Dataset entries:
//! Background worker that owns the mailer and performs provider calls.

use std::sync::Arc;
use tokio::sync::mpsc;

use crate::{
    config::Config,
    mailer::{Mailer, MailerCfg},
    provider::emailjs::EmailJsClient,
    submission::{Submission, failure_message},
};

/// Commands sent from the UI to the worker.
#[derive(Debug)]
pub enum WorkerCmd {
    /// Deliver a validated refund request.
    Submit(Submission),
    /// Admin diagnostic send.
    SendTest,
    /// Re-initialize the provider from updated settings.
    ApplySettings(Config),
}

/// Events emitted by the worker for UI updates.
#[derive(Clone, Debug)]
pub enum WorkerEvent {
    /// Primary send finished; `Err` carries the user-facing message.
    SubmitFinished(Result<(), String>),
    /// Diagnostic send finished; `Err` carries the provider detail.
    TestFinished(Result<String, String>),
    /// Informational log message.
    Log(String),
}

/// Build a mailer backed by a freshly initialized EmailJS client.
pub fn emailjs_mailer(cfg: &Config) -> Mailer {
    let client = EmailJsClient::init(&cfg.provider);
    Mailer::new(Arc::new(client), MailerCfg::from(cfg))
}

/// Main worker loop: handle commands sequentially.
pub async fn run(
    mut rx: mpsc::Receiver<WorkerCmd>,
    tx: mpsc::Sender<WorkerEvent>,
    mut mailer: Mailer,
) {
    tracing::info!("worker started");

    // Process commands one at a time so a form never has two primary sends in flight.
    while let Some(cmd) = rx.recv().await {
        match cmd {
            WorkerCmd::ApplySettings(cfg) => {
                tracing::info!("settings updated, re-initializing provider");
                let client = EmailJsClient::init(&cfg.provider);
                let line = if client.is_ready() {
                    "settings updated, provider ready"
                } else {
                    "settings updated, provider not configured"
                };
                mailer = Mailer::new(Arc::new(client), MailerCfg::from(&cfg));
                let _ = tx.send(WorkerEvent::Log(line.into())).await;
            }

            WorkerCmd::Submit(sub) => {
                let reference = sub.reference;
                tracing::info!("submit start: {reference}");
                let delivery = mailer.deliver(sub).await;

                let outcome = delivery
                    .primary
                    .map(|_| ())
                    .map_err(|e| failure_message(Some(&e.detail())));
                let ok = outcome.is_ok();
                let _ = tx.send(WorkerEvent::SubmitFinished(outcome)).await;
                if ok {
                    let _ = tx
                        .send(WorkerEvent::Log(format!("request {reference} sent")))
                        .await;
                }

                // Watch the confirmation without holding up the next command.
                if let Some(handle) = delivery.confirmation {
                    let tx = tx.clone();
                    tokio::spawn(async move {
                        let line = match handle.await {
                            Ok(Ok(_)) => format!("confirmation for {reference} sent"),
                            Ok(Err(e)) => format!("confirmation for {reference} failed: {e}"),
                            Err(e) => format!("confirmation task for {reference} aborted: {e}"),
                        };
                        let _ = tx.send(WorkerEvent::Log(line)).await;
                    });
                }
            }

            WorkerCmd::SendTest => {
                tracing::info!("diagnostic send start");
                let res = mailer.send_test().await;
                let ev = match res {
                    Ok(resp) => {
                        tracing::info!("diagnostic send ok ({})", resp.status);
                        WorkerEvent::TestFinished(Ok(format!("{} {}", resp.status, resp.text)))
                    }
                    Err(e) => {
                        match e.status() {
                            Some(status) => {
                                tracing::error!("diagnostic send failed ({status}): {e}")
                            }
                            None => tracing::error!("diagnostic send failed: {e}"),
                        }
                        WorkerEvent::TestFinished(Err(e.detail()))
                    }
                };
                let _ = tx.send(ev).await;
            }
        }
    }
    tracing::info!("worker stopped");
}

#[cfg(test)]
mod tests {
    use super::*;
    use crate::{
        provider::fake::{FakeProvider, Outcome},
        refund::{FieldKey, RefundMethod},
        submission::{FormSession, SubmissionState},
    };
    use std::time::Duration;

    fn spawn_worker(fake: &FakeProvider) -> (mpsc::Sender<WorkerCmd>, mpsc::Receiver<WorkerEvent>) {
        spawn_worker_with(fake, MailerCfg::from(&Config::default()))
    }

    fn spawn_worker_with(
        fake: &FakeProvider,
        cfg: MailerCfg,
    ) -> (mpsc::Sender<WorkerCmd>, mpsc::Receiver<WorkerEvent>) {
        let (tx_cmd, rx_cmd) = mpsc::channel(8);
        let (tx_ev, rx_ev) = mpsc::channel(32);
        let mailer = Mailer::new(Arc::new(fake.clone()), cfg);
        tokio::spawn(run(rx_cmd, tx_ev, mailer));
        (tx_cmd, rx_ev)
    }

    /// Wait for the next submit result, skipping log lines.
    async fn next_submit(rx: &mut mpsc::Receiver<WorkerEvent>) -> Result<(), String> {
        loop {
            match rx.recv().await.expect("worker alive") {
                WorkerEvent::SubmitFinished(r) => return r,
                _ => continue,
            }
        }
    }

    fn jane_session() -> FormSession {
        let mut s = FormSession::new();
        s.set_text(FieldKey::FullName, "Jane Doe".into());
        s.set_text(FieldKey::BookingNumber, "SG-100".into());
        s.set_text(FieldKey::Email, "jane@x.com".into());
        s.set_text(FieldKey::Phone, "555-0100".into());
        s.set_text(FieldKey::Reason, "Trip cancelled".into());
        s.select_method(RefundMethod::PayPal);
        s.set_text(FieldKey::PaypalName, "Jane Doe".into());
        s.set_text(FieldKey::PaypalEmail, "jane@paypal.com".into());
        s.set_signature("data:image/x-portable-bitmap;base64,AAAA".into());
        s.set_agree(true);
        s
    }

    #[tokio::test]
    async fn test_valid_submission_round_trip() {
        let fake = FakeProvider::new();
        let (tx, mut rx) = spawn_worker(&fake);
        let mut session = jane_session();

        let sub = session.begin_submit().expect("valid");
        assert_eq!(session.state(), &SubmissionState::Submitting);
        tx.send(WorkerCmd::Submit(sub)).await.expect("send");
        session.finish_submit(next_submit(&mut rx).await);
        assert_eq!(session.state(), &SubmissionState::Succeeded);

        let primary = &fake.sent()[0];
        assert_eq!(primary.params["is_paypal"], "true");
        assert_eq!(primary.params["is_venmo"], "false");
        assert_eq!(primary.params["is_check"], "false");
        assert_eq!(primary.params["paypal_email"], "jane@paypal.com");
        assert_eq!(primary.params["mailing_address"], "");

        assert!(session.dismiss_result());
        assert_eq!(session.state(), &SubmissionState::Idle);
        assert!(session.request().full_name.is_empty());
    }

    #[tokio::test]
    async fn test_rejection_becomes_failed_state() {
        let fake = FakeProvider::with_script([Outcome::Reject(412, "Template not found".into())]);
        let (tx, mut rx) = spawn_worker(&fake);
        let mut session = jane_session();

        let sub = session.begin_submit().expect("valid");
        tx.send(WorkerCmd::Submit(sub)).await.expect("send");
        session.finish_submit(next_submit(&mut rx).await);

        let msg = session.state().error_message().expect("message");
        assert!(msg.contains("Template not found"));
        // Only the primary was attempted.
        assert_eq!(fake.sent().len(), 1);

        session.set_text(FieldKey::Reason, "Flight cancelled".into());
        assert_eq!(session.state().error_message(), None);
        assert_eq!(session.request().email, "jane@x.com");
    }

    #[tokio::test]
    async fn test_hung_provider_ends_in_failed_state() {
        let fake = FakeProvider::with_script([Outcome::Hang(Duration::from_secs(5))]);
        let mut cfg = MailerCfg::from(&Config::default());
        cfg.timeout = Duration::from_millis(20);
        let (tx, mut rx) = spawn_worker_with(&fake, cfg);
        let mut session = jane_session();

        let sub = session.begin_submit().expect("valid");
        tx.send(WorkerCmd::Submit(sub)).await.expect("send");
        let outcome = next_submit(&mut rx).await;
        assert!(outcome.is_err());
        session.finish_submit(outcome);

        let msg = session.state().error_message().expect("message");
        assert!(msg.starts_with("There was a problem submitting your request."));
        assert!(msg.contains("timed out"), "{msg}");
        // No confirmation after a failed primary.
        assert_eq!(fake.sent().len(), 1);
        assert_eq!(session.request().full_name, "Jane Doe");
    }

    #[tokio::test]
    async fn test_confirmation_failure_still_succeeds() {
        let fake =
            FakeProvider::with_script([Outcome::Accept, Outcome::Reject(500, "down".into())]);
        let (tx, mut rx) = spawn_worker(&fake);
        let mut session = jane_session();

        let sub = session.begin_submit().expect("valid");
        tx.send(WorkerCmd::Submit(sub)).await.expect("send");
        session.finish_submit(next_submit(&mut rx).await);
        assert_eq!(session.state(), &SubmissionState::Succeeded);

        // The failure only shows up as a log line.
        let mut saw_failure_log = false;
        while let Some(ev) = rx.recv().await {
            if let WorkerEvent::Log(line) = ev
                && line.contains("confirmation")
            {
                saw_failure_log = line.contains("failed");
                break;
            }
        }
        assert!(saw_failure_log);
        assert_eq!(session.state(), &SubmissionState::Succeeded);
    }

    #[tokio::test]
    async fn test_invalid_form_never_reaches_provider() {
        let fake = FakeProvider::new();
        let (_tx, _rx) = spawn_worker(&fake);
        let mut session = FormSession::new();
        assert!(session.begin_submit().is_none());
        assert!(fake.sent().is_empty());
    }

    #[tokio::test]
    async fn test_diagnostic_send_reports_detail() {
        let fake =
            FakeProvider::with_script([Outcome::Reject(400, "The Public Key is invalid".into())]);
        let (tx, mut rx) = spawn_worker(&fake);
        tx.send(WorkerCmd::SendTest).await.expect("send");
        match rx.recv().await.expect("event") {
            WorkerEvent::TestFinished(Err(detail)) => {
                assert_eq!(detail, "The Public Key is invalid")
            }
            other => panic!("unexpected event: {other:?}"),
        }
    }
}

### TASK TO CARRY OUT
Look above for the line holding "async fn test_valid_submission_round_trip()" and the line holding "assert_eq!(session.state(), &SubmissionState::Submitting);", then output exactly those two lines and every line between them, nothing more.

### OUTPUT BELOW
    async fn test_valid_submission_round_trip() {
        let fake = FakeProvider::new();
        let (tx, mut rx) = spawn_worker(&fake);
        let mut session = jane_session();

        let sub = session.begin_submit().expect("valid");
        assert_eq!(session.state(), &SubmissionState::Submitting);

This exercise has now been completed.